When Clarence H. White staged and shot "The Ring Toss" in 1899, he was on a mission. Eleven years earlier, George Eastman had introduced his Kodak camera for the masses, and many people were seduced by its slogan, "You Press the Button, We Do the Rest." They avidly captured everyday scenes, sent the camera off to Kodak for processing, and enjoyed the snapshots that came back.
Platinum Print |
White was soon celebrated in Ohio, and in 1898 he participated in the Philadelphia Photographic Salon, where he won broader acclaim. The next year, asked to jury the salon, he met other important photographers, including Alfred Stieglitz, Gertrude Käsebier and Edward Steichen, who were of similar mind, photographically speaking. By 1902, White had joined them in a group initially called "Photo-Secessionists" and later "Pictorialists." They crafted striking, often beautiful compositions and used manual techniques to develop and print photographs suffused with light, shadow and atmosphere—just like paintings.
"The Ring Toss" in the collection of the George Eastman Museum in Rochester, N.Y., is the epitome of their goals. To create it, White worked as hard as a painter or sculptor to make a dynamic, modern image that stood apart from most other photographs of the times. He arranged his three daughters in the "posing room" of his home, catching the eldest in action, ready to toss a ring, while her sisters watch from a bench behind her. Light, diffused by a white curtain, streams through the rear window (a common device for White); a window on the right side that has been cropped out adds to the highlighting glow of the eldest girl's left side.
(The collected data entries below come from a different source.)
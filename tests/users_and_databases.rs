use stagehand::hosts::Target;
use stagehand::output::{Outcome, StepKind};
use stagehand::session::Session;
use stagehand::settings::Settings;
use stagehand::tasks::{databases, users};
use stagehand::transport::RecordingTransport;
use tempfile::tempdir;

const PASSWD: &str = "root:x:0:0:root:/root:/bin/bash\n\
deploy:x:1000:1000::/home/deploy:/bin/bash\n\
alice2:x:1001:1001::/home/alice2:/bin/bash\n";

fn target() -> Target {
    Target::new("web1", "10.0.0.5", "deploy")
}

#[test]
fn create_admin_user_end_to_end() {
    let dir = tempdir().unwrap();
    let key = dir.path().join("bob.pub");
    std::fs::write(&key, "ssh-rsa AAAAB3Nza bob@laptop\n").unwrap();

    let settings = Settings::default();
    let transport = RecordingTransport::new("web1")
        .with_stdout("getent passwd", PASSWD)
        .with_stdout("getent group", "root:x:0:\nsudo:x:27:deploy\n");
    let mut session = Session::new(&transport, &settings, &target());

    let outcome = users::create_user(&mut session, "bob", &key, "bash", true).unwrap();
    assert_eq!(outcome, Outcome::Completed);

    let report = session.into_report("create_user", outcome);
    let commands: Vec<&str> = report.steps.iter().map(|s| s.command.as_str()).collect();
    assert_eq!(
        commands,
        vec![
            "getent passwd",
            "getent group",
            "groupadd admin",
            "useradd -G admin -m -s \"$(which bash)\" bob",
            "mkdir -p .ssh",
            "cat > 'keys'",
            "cat keys >> .ssh/authorized_keys",
            "chown -R bob:bob .ssh/",
            "rm -f keys",
        ]
    );

    let key_steps: Vec<_> = report.steps.iter().skip(4).collect();
    assert!(key_steps
        .iter()
        .all(|s| s.cwd.as_deref() == Some("/home/bob") && s.user.as_deref() == Some("root")));
    assert_eq!(report.steps[5].kind, StepKind::Upload);

    let upload = transport
        .recorded()
        .into_iter()
        .find(|r| r.stdin.is_some())
        .unwrap();
    assert!(upload.stdin.unwrap().contains("ssh-rsa AAAAB3Nza bob@laptop"));
    assert!(upload.command.starts_with("sudo -H sh -c "));
}

#[test]
fn existing_user_is_skipped_without_mutation() {
    let dir = tempdir().unwrap();
    let key = dir.path().join("deploy.pub");
    std::fs::write(&key, "ssh-ed25519 AAAA deploy\n").unwrap();

    let settings = Settings::default();
    let transport = RecordingTransport::new("web1").with_stdout("getent passwd", PASSWD);
    let mut session = Session::new(&transport, &settings, &target());

    let outcome = users::create_user(&mut session, "deploy", &key, "bash", false).unwrap();
    assert!(matches!(outcome, Outcome::Skipped { .. }));

    let report = session.into_report("create_user", outcome);
    assert!(report.mutations().is_empty());
    assert_eq!(transport.commands().len(), 1);
}

#[test]
fn similar_account_names_do_not_count_as_existing() {
    let dir = tempdir().unwrap();
    let key = dir.path().join("alice.pub");
    std::fs::write(&key, "ssh-rsa AAAA alice\n").unwrap();

    let settings = Settings::default();
    let transport = RecordingTransport::new("web1").with_stdout("getent passwd", PASSWD);
    let mut session = Session::new(&transport, &settings, &target());

    let outcome = users::create_user(&mut session, "alice", &key, "zsh", false).unwrap();
    assert_eq!(outcome, Outcome::Completed);
    assert!(transport
        .commands()
        .iter()
        .any(|c| c.contains("useradd -m -s \"$(which zsh)\" alice")));
}

#[test]
fn missing_key_file_fails_after_account_creation() {
    let settings = Settings::default();
    let transport = RecordingTransport::new("web1");
    let mut session = Session::new(&transport, &settings, &target());

    let err = users::create_user(
        &mut session,
        "carol",
        std::path::Path::new("/nonexistent/carol.pub"),
        "bash",
        false,
    )
    .unwrap_err();
    assert_eq!(err.code.as_str(), "internal.io_error");
}

#[test]
fn postgres_role_and_database_run_as_postgres() {
    let settings = Settings::default();
    let transport = RecordingTransport::new("db1");
    let mut session = Session::new(&transport, &settings, &target());

    databases::create_postgres_user(&mut session, "shop", "s3cret").unwrap();
    databases::create_postgres_db(&mut session, "shop", "shopdb").unwrap();

    let commands = transport.commands();
    assert_eq!(commands.len(), 2);
    assert!(commands
        .iter()
        .all(|c| c.starts_with("sudo -H -u postgres sh -c ")));
    assert!(commands[0].contains("CREATE ROLE shop PASSWORD"));
    assert!(commands[0].contains("NOSUPERUSER CREATEDB NOCREATEROLE INHERIT LOGIN;"));
    assert!(commands[1].contains("createdb -E UTF8 -T template0 -O shop shopdb"));

    let report = session.into_report("create_postgres_db", Outcome::Completed);
    assert_eq!(report.steps[1].user.as_deref(), Some("postgres"));
}

#[test]
fn postgres_failure_is_a_remote_error() {
    let settings = Settings::default();
    let transport = RecordingTransport::new("db1").with_failure("dropdb");
    let mut session = Session::new(&transport, &settings, &target());

    let err = databases::drop_postgres_db(&mut session, "shopdb").unwrap_err();
    assert_eq!(err.code.as_str(), "remote.command_failed");
    assert_eq!(err.details["command"], "dropdb shopdb");
    assert_eq!(err.details["target"]["user"], "postgres");
}

#[test]
fn unsafe_database_names_are_rejected_before_any_command() {
    let settings = Settings::default();
    let transport = RecordingTransport::new("db1");
    let mut session = Session::new(&transport, &settings, &target());

    let err = databases::create_postgres_db(&mut session, "shop", "shop; DROP TABLE x").unwrap_err();
    assert_eq!(err.code.as_str(), "validation.invalid_argument");
    assert!(transport.commands().is_empty());
}
//! Local command execution with consistent error handling.

use std::process::{Command, Output};

use crate::error::{Error, Result};

/// Run a command and return stdout on success.
///
/// Returns trimmed stdout if the command succeeds.
/// Returns an error with stderr (or stdout fallback) if it fails.
pub fn run(program: &str, args: &[&str], context: &str) -> Result<String> {
    let output = Command::new(program).args(args).output().map_err(|e| {
        Error::internal_io(
            format!("Failed to run {}: {}", context, e),
            Some(context.to_string()),
        )
    })?;

    if !output.status.success() {
        return Err(Error::internal_io(
            format!("{} failed: {}", context, error_text(&output)),
            Some(context.to_string()),
        ));
    }

    Ok(String::from_utf8_lossy(&output.stdout).trim().to_string())
}

/// Extract error text from command output.
///
/// Prefers stderr, falls back to stdout if stderr is empty.
pub fn error_text(output: &Output) -> String {
    let stderr = String::from_utf8_lossy(&output.stderr);
    if !stderr.trim().is_empty() {
        stderr.trim().to_string()
    } else {
        String::from_utf8_lossy(&output.stdout).trim().to_string()
    }
}

/// Name of the local operator, recorded in deploy logs.
pub fn local_user() -> String {
    run("whoami", &[], "whoami")
        .ok()
        .filter(|name| !name.is_empty())
        .or_else(|| std::env::var("USER").ok())
        .unwrap_or_else(|| "unknown".to_string())
}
In the right background is a Japanese screen.
Detail showing that she moved |
White shot the photo using an 8-by-10-inch camera, and printed it on platinum paper, which produces images that are richer, warmer, subtler and more luminous than the gelatin silver prints common at the time. In the darkroom, he probably used glycerin to slow the process, allowing him to manipulate light and shade to create a moody effect, and he hand-processed the image to highlight some areas of the photo and shade others, according to curators at the Eastman Museum.
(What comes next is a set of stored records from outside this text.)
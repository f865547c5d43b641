//! Host registry.
//!
//! Maps the symbolic labels from the settings `hosts` section to connection
//! targets. Selecting a host is an explicit call; the selected label doubles
//! as the hostname written by the hosts-file bootstrap step.

use crate::error::{Error, Result};
use crate::settings::{HostEntry, Settings};
use crate::utils::suggest;
use serde::Serialize;

#[derive(Debug, Clone, PartialEq, Eq, Serialize)]
#[serde(rename_all = "camelCase")]
pub struct Target {
    pub label: String,
    pub address: String,
    /// SSH login user.
    pub user: String,
    pub port: u16,
    #[serde(skip_serializing_if = "Option::is_none")]
    pub identity_file: Option<String>,
}

impl Target {
    pub fn new(label: impl Into<String>, address: impl Into<String>, user: impl Into<String>) -> Self {
        Self {
            label: label.into(),
            address: address.into(),
            user: user.into(),
            port: 22,
            identity_file: None,
        }
    }

    /// Hostname applied by `setup_hosts`.
    pub fn hostname(&self) -> &str {
        &self.label
    }
}

pub struct HostRegistry<'a> {
    settings: &'a Settings,
}

impl<'a> HostRegistry<'a> {
    pub fn new(settings: &'a Settings) -> Self {
        Self { settings }
    }

    pub fn list(&self) -> &'a [HostEntry] {
        &self.settings.hosts
    }

    pub fn get(&self, label: &str) -> Result<&'a HostEntry> {
        self.settings
            .hosts
            .iter()
            .find(|h| h.label == label)
            .ok_or_else(|| {
                let labels: Vec<&str> = self.settings.hosts.iter().map(|h| h.label.as_str()).collect();
                Error::host_not_found(label, suggest::similar(label, &labels))
            })
    }

    /// Resolve `label` to a connection target.
    ///
    /// Login user precedence: `user_override`, the host entry's `user`,
    /// settings `sshUser`, `$USER`, then `root`.
    pub fn select(&self, label: &str, user_override: Option<&str>) -> Result<Target> {
        let entry = self.get(label)?;

        let user = user_override
            .filter(|u| !u.is_empty())
            .map(str::to_string)
            .or_else(|| entry.user.clone().filter(|u| !u.is_empty()))
            .or_else(|| self.settings.ssh_user.clone().filter(|u| !u.is_empty()))
            .or_else(|| std::env::var("USER").ok().filter(|u| !u.is_empty()))
            .unwrap_or_else(|| "root".to_string());

        log_status!("hosts", "Selected {} ({}) as {}", entry.label, entry.address, user);

        Ok(Target {
            label: entry.label.clone(),
            address: entry.address.clone(),
            user,
            port: entry.port.unwrap_or(22),
            identity_file: entry.identity_file.clone(),
        })
    }
}

#[cfg(test)]
mod tests {
    use super::*;

    fn settings() -> Settings {
        let mut settings = Settings::default()
            .with_host("10.0.0.5", "web1")
            .with_host("10.0.0.6", "web2");
        settings.hosts[1].user = Some("deploy".to_string());
        settings.hosts[1].port = Some(2222);
        settings.ssh_user = Some("ops".to_string());
        settings
    }

    #[test]
    fn select_applies_user_precedence() {
        let settings = settings();
        let registry = HostRegistry::new(&settings);

        assert_eq!(registry.select("web1", Some("admin")).unwrap().user, "admin");
        assert_eq!(registry.select("web1", None).unwrap().user, "ops");

        let web2 = registry.select("web2", None).unwrap();
        assert_eq!(web2.user, "deploy");
        assert_eq!(web2.port, 2222);
        assert_eq!(web2.hostname(), "web2");
    }

    #[test]
    fn unknown_label_suggests_similar() {
        let settings = settings();
        let registry = HostRegistry::new(&settings);

        let err = registry.select("web", None).unwrap_err();
        assert_eq!(err.code.as_str(), "host.not_found");
        assert_eq!(err.details["suggestions"][0], "web1");
    }
}
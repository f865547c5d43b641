//! Shell escaping and quoting utilities.

/// Escape a value for use inside single quotes.
/// Replaces `'` with `'\''` (end quote, escaped quote, start quote).
pub fn escape_single_quote_content(value: &str) -> String {
    value.replace('\'', "'\\''")
}

/// Quote a single argument for shell execution.
/// - Empty strings become `''`
/// - Strings with shell metacharacters are wrapped in single quotes
/// - Embedded single quotes are escaped
pub fn quote_arg(arg: &str) -> String {
    if arg.is_empty() {
        return "''".to_string();
    }

    // Characters that require quoting
    const SHELL_META: &[char] = &[
        ' ', '\t', '\n', '\'', '"', '\\', '$', '`', '!', '*', '?', '[', ']', '(', ')', '{', '}',
        '<', '>', '|', '&', ';', '#', '~',
    ];

    if !arg.contains(SHELL_META) {
        return arg.to_string();
    }

    format!("'{}'", escape_single_quote_content(arg))
}

/// Quote each argument and join with spaces.
pub fn quote_args(args: &[String]) -> String {
    args.iter()
        .map(|a| quote_arg(a))
        .collect::<Vec<_>>()
        .join(" ")
}

/// Escape an entire command string for sh -c execution.
/// Use this when passing a complete command (with operators) to sh -c.
/// Wraps entire command in single quotes and escapes embedded quotes.
pub fn escape_command_for_shell(command: &str) -> String {
    format!("'{}'", escape_single_quote_content(command))
}

/// Quote a path for shell execution (always quotes).
pub fn quote_path(path: &str) -> String {
    format!("'{}'", escape_single_quote_content(path))
}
Taking his pictures, White used long exposures to achieve a soft look, and the girls would have had to maintain their pose for a couple of minutes. The one on the right moved, but White mitigated the double-image blur that resulted by retouching the negative, refocusing the viewer's attention on her face and the action.
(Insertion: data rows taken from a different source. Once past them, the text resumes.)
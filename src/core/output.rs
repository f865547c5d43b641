//! Public output types for task runs.
//!
//! A [`TaskReport`] is what the dispatcher hands back to the CLI: the task's
//! outcome plus every remote step it issued, in order.

use serde::Serialize;
use serde_json::{Map, Value};

#[derive(Debug, Clone, Copy, PartialEq, Eq, Serialize)]
#[serde(rename_all = "lowercase")]
pub enum StepKind {
    /// Command run as the acting user.
    Run,
    /// Command run through sudo.
    Sudo,
    /// File content written to the remote host.
    Upload,
    /// Read-only probe (existence checks, queries).
    Check,
}

impl StepKind {
    pub fn is_mutation(self) -> bool {
        !matches!(self, StepKind::Check)
    }
}

/// One remote call as issued by a task.
#[derive(Debug, Clone, PartialEq, Eq, Serialize)]
#[serde(rename_all = "camelCase")]
pub struct StepRecord {
    pub kind: StepKind,
    /// The command before user/cwd wrapping.
    pub command: String,
    #[serde(skip_serializing_if = "Option::is_none")]
    pub user: Option<String>,
    #[serde(skip_serializing_if = "Option::is_none")]
    pub cwd: Option<String>,
    pub success: bool,
    pub exit_code: i32,
}

#[derive(Debug, Clone, PartialEq, Eq, Serialize)]
#[serde(tag = "status", rename_all = "lowercase")]
pub enum Outcome {
    Completed,
    /// Nothing to do; remote state already satisfied the task.
    Skipped { reason: String },
    /// A precondition failed. Not an error: no further steps were issued.
    Conflict { reason: String },
}

impl Outcome {
    pub fn skipped(reason: impl Into<String>) -> Self {
        Outcome::Skipped {
            reason: reason.into(),
        }
    }

    pub fn conflict(reason: impl Into<String>) -> Self {
        Outcome::Conflict {
            reason: reason.into(),
        }
    }

    pub fn is_completed(&self) -> bool {
        matches!(self, Outcome::Completed)
    }
}

#[derive(Debug, Clone, Serialize)]
#[serde(rename_all = "camelCase")]
pub struct TaskReport {
    pub task: String,
    pub host: String,
    pub outcome: Outcome,
    pub steps: Vec<StepRecord>,
    #[serde(skip_serializing_if = "Vec::is_empty")]
    pub warnings: Vec<String>,
    #[serde(skip_serializing_if = "Map::is_empty")]
    pub data: Map<String, Value>,
}

impl TaskReport {
    /// Steps that changed (or tried to change) remote state.
    pub fn mutations(&self) -> Vec<&StepRecord> {
        self.steps.iter().filter(|s| s.kind.is_mutation()).collect()
    }
}

#[cfg(test)]
mod tests {
    use super::*;

    #[test]
    fn outcome_serializes_with_status_tag() {
        let value = serde_json::to_value(Outcome::conflict("exists")).unwrap();
        assert_eq!(value["status"], "conflict");
        assert_eq!(value["reason"], "exists");

        let value = serde_json::to_value(Outcome::Completed).unwrap();
        assert_eq!(value["status"], "completed");
    }
}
At first glance, White's photograph is reminiscent of John Singer Sargent's "The Daughters of Edward Darley Boit " at the Museum of Fine Arts in Boston (which itself refers to Velázquez's "Las Meninas). Painted in 1882, it's an unusual arrangement of four girls at play, attired in white pinafores or frilly dresses amid two large Japanese vases. It, too, has an off-center composition—and much of the foreground is empty. The background is dark, save for a window admitting some light. Whether White saw the Sargent, either in person or in a reproduction, is thought possible but undocumented.
Gum Bichromate image |
White eventually quit his job as a bookkeeper, moved to New York to be close to other artists, and founded a school of photography whose students included Margaret Bourke-White, Karl Struss, Dorothea Lange and others who went on to fame. "The Ring Toss" remains one of his most celebrated images, existing in more than one print. The Library of Congress owns another in platinum; the Metropolitan Museum of Art owns a version made in gum bichromate, another labor-intensive process resulting in an image that some liken to red chalk drawings. The Princeton University Art Museum owns one of each.
Today the Eastman Museum, which occupies the renowned inventor's estate, owns millions of photographs, films, archives and ephemera that tell the history of photography. Even so, "The Ring Toss" is one of its treasures.